-- What is being asked --
Down to the last character, write out the records below.

Collected data entries

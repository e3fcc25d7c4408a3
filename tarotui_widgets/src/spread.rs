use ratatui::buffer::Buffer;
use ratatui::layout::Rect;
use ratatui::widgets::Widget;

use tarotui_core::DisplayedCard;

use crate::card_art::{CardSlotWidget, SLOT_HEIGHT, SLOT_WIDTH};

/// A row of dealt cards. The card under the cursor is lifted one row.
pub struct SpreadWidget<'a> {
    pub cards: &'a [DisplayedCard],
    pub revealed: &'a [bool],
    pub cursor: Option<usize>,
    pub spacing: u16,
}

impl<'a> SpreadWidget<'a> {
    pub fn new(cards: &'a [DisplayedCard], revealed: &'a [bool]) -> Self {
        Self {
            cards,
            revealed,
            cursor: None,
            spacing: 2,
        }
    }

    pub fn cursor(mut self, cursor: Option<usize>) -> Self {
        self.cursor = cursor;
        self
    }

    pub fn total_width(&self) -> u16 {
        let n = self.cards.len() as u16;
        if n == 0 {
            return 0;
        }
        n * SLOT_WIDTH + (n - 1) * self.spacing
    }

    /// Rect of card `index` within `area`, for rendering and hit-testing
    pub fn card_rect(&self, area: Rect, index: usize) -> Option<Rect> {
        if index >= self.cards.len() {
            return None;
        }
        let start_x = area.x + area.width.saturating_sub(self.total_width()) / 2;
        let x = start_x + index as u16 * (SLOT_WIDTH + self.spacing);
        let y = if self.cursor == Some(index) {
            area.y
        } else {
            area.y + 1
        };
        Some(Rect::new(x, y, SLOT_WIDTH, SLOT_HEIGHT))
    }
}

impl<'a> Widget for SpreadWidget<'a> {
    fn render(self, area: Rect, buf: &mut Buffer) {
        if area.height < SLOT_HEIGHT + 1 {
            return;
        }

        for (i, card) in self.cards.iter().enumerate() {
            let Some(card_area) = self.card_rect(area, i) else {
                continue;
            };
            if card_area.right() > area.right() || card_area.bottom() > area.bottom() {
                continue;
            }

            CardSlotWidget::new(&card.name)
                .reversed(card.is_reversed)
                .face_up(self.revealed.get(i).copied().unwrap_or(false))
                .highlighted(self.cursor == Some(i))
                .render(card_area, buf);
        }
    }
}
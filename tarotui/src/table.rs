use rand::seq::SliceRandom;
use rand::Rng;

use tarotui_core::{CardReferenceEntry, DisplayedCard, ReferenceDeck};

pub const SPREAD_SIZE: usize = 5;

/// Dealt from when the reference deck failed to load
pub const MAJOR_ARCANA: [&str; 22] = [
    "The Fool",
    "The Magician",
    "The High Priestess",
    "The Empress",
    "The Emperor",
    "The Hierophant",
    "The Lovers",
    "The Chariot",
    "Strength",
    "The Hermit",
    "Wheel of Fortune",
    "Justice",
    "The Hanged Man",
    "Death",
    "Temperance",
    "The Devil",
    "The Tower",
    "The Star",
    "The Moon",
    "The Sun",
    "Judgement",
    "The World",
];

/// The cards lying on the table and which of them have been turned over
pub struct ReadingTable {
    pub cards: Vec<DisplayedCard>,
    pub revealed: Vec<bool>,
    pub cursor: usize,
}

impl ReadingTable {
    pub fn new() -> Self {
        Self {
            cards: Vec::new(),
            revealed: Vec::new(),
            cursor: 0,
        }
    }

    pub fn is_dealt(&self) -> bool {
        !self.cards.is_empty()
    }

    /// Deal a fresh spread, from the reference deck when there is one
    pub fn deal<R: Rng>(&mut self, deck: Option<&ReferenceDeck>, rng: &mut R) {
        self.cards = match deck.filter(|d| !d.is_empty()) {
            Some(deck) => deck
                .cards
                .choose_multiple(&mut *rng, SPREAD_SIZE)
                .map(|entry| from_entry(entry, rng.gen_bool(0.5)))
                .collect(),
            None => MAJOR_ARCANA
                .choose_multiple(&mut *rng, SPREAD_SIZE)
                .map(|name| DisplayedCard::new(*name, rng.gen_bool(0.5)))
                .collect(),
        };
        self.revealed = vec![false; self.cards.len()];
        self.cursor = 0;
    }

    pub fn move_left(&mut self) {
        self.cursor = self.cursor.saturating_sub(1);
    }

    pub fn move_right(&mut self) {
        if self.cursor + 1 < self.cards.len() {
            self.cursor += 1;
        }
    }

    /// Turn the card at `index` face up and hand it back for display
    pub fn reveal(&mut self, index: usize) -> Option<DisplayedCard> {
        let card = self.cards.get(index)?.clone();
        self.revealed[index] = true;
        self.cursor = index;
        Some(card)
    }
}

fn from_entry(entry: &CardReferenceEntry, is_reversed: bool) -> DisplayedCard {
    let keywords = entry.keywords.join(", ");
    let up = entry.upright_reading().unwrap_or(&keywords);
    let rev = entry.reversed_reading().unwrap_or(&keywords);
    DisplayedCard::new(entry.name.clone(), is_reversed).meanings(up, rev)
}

-- Response to the task --
repository e3fcc25d7c4408a3
filename tarotui_widgets/src/spread.rs
use ratatui::buffer::Buffer;
use ratatui::layout::Rect;
use ratatui::widgets::Widget;

use tarotui_core::DisplayedCard;

use crate::card_art::{CardSlotWidget, SLOT_HEIGHT, SLOT_WIDTH};

/// A row of dealt cards. The card under the cursor is lifted one row.
pub struct SpreadWidget<'a> {
    pub cards: &'a [DisplayedCard],
    pub revealed: &'a [bool],
    pub cursor: Option<usize>,
    pub spacing: u16,
}

impl<'a> SpreadWidget<'a> {
    pub fn new(cards: &'a [DisplayedCard], revealed: &'a [bool]) -> Self {
        Self {
            cards,
            revealed,
            cursor: None,
            spacing: 2,
        }
    }

    pub fn cursor(mut self, cursor: Option<usize>) -> Self {
        self.cursor = cursor;
        self
    }

    pub fn total_width(&self) -> u16 {
        let n = self.cards.len() as u16;
        if n == 0 {
            return 0;
        }
        n * SLOT_WIDTH + (n - 1) * self.spacing
    }

    /// Rect of card `index` within `area`, for rendering and hit-testing
    pub fn card_rect(&self, area: Rect, index: usize) -> Option<Rect> {
        if index >= self.cards.len() {
            return None;
        }
        let start_x = area.x + area.width.saturating_sub(self.total_width()) / 2;
        let x = start_x + index as u16 * (SLOT_WIDTH + self.spacing);
        let y = if self.cursor == Some(index) {
            area.y
        } else {
            area.y + 1
        };
        Some(Rect::new(x, y, SLOT_WIDTH, SLOT_HEIGHT))
    }
}

impl<'a> Widget for SpreadWidget<'a> {
    fn render(self, area: Rect, buf: &mut Buffer) {
        if area.height < SLOT_HEIGHT + 1 {
            return;
        }

        for (i, card) in self.cards.iter().enumerate() {
            let Some(card_area) = self.card_rect(area, i) else {
                continue;
            };
            if card_area.right() > area.right() || card_area.bottom() > area.bottom() {
                continue;
            }

            CardSlotWidget::new(&card.name)
                .reversed(card.is_reversed)
                .face_up(self.revealed.get(i).copied().unwrap_or(false))
                .highlighted(self.cursor == Some(i))
                .render(card_area, buf);
        }
    }
}
filename tarotui/src/table.rs
use rand::seq::SliceRandom;
use rand::Rng;

use tarotui_core::{CardReferenceEntry, DisplayedCard, ReferenceDeck};

pub const SPREAD_SIZE: usize = 5;

/// Dealt from when the reference deck failed to load
pub const MAJOR_ARCANA: [&str; 22] = [
    "The Fool",
    "The Magician",
    "The High Priestess",
    "The Empress",
    "The Emperor",
    "The Hierophant",
    "The Lovers",
    "The Chariot",
    "Strength",
    "The Hermit",
    "Wheel of Fortune",
    "Justice",
    "The Hanged Man",
    "Death",
    "Temperance",
    "The Devil",
    "The Tower",
    "The Star",
    "The Moon",
    "The Sun",
    "Judgement",
    "The World",
];

/// The cards lying on the table and which of them have been turned over
pub struct ReadingTable {
    pub cards: Vec<DisplayedCard>,
    pub revealed: Vec<bool>,
    pub cursor: usize,
}

impl ReadingTable {
    pub fn new() -> Self {
        Self {
            cards: Vec::new(),
            revealed: Vec::new(),
            cursor: 0,
        }
    }

    pub fn is_dealt(&self) -> bool {
        !self.cards.is_empty()
    }

    /// Deal a fresh spread, from the reference deck when there is one
    pub fn deal<R: Rng>(&mut self, deck: Option<&ReferenceDeck>, rng: &mut R) {
        self.cards = match deck.filter(|d| !d.is_empty()) {
            Some(deck) => deck
                .cards
                .choose_multiple(&mut *rng, SPREAD_SIZE)
                .map(|entry| from_entry(entry, rng.gen_bool(0.5)))
                .collect(),
            None => MAJOR_ARCANA
                .choose_multiple(&mut *rng, SPREAD_SIZE)
                .map(|name| DisplayedCard::new(*name, rng.gen_bool(0.5)))
                .collect(),
        };
        self.revealed = vec![false; self.cards.len()];
        self.cursor = 0;
    }

    pub fn move_left(&mut self) {
        self.cursor = self.cursor.saturating_sub(1);
    }

    pub fn move_right(&mut self) {
        if self.cursor + 1 < self.cards.len() {
            self.cursor += 1;
        }
    }

    /// Turn the card at `index` face up and hand it back for display
    pub fn reveal(&mut self, index: usize) -> Option<DisplayedCard> {
        let card = self.cards.get(index)?.clone();
        self.revealed[index] = true;
        self.cursor = index;
        Some(card)
    }
}

fn from_entry(entry: &CardReferenceEntry, is_reversed: bool) -> DisplayedCard {
    let keywords = entry.keywords.join(", ");
    let up = entry.upright_reading().unwrap_or(&keywords);
    let rev = entry.reversed_reading().unwrap_or(&keywords);
    DisplayedCard::new(entry.name.clone(), is_reversed).meanings(up, rev)
}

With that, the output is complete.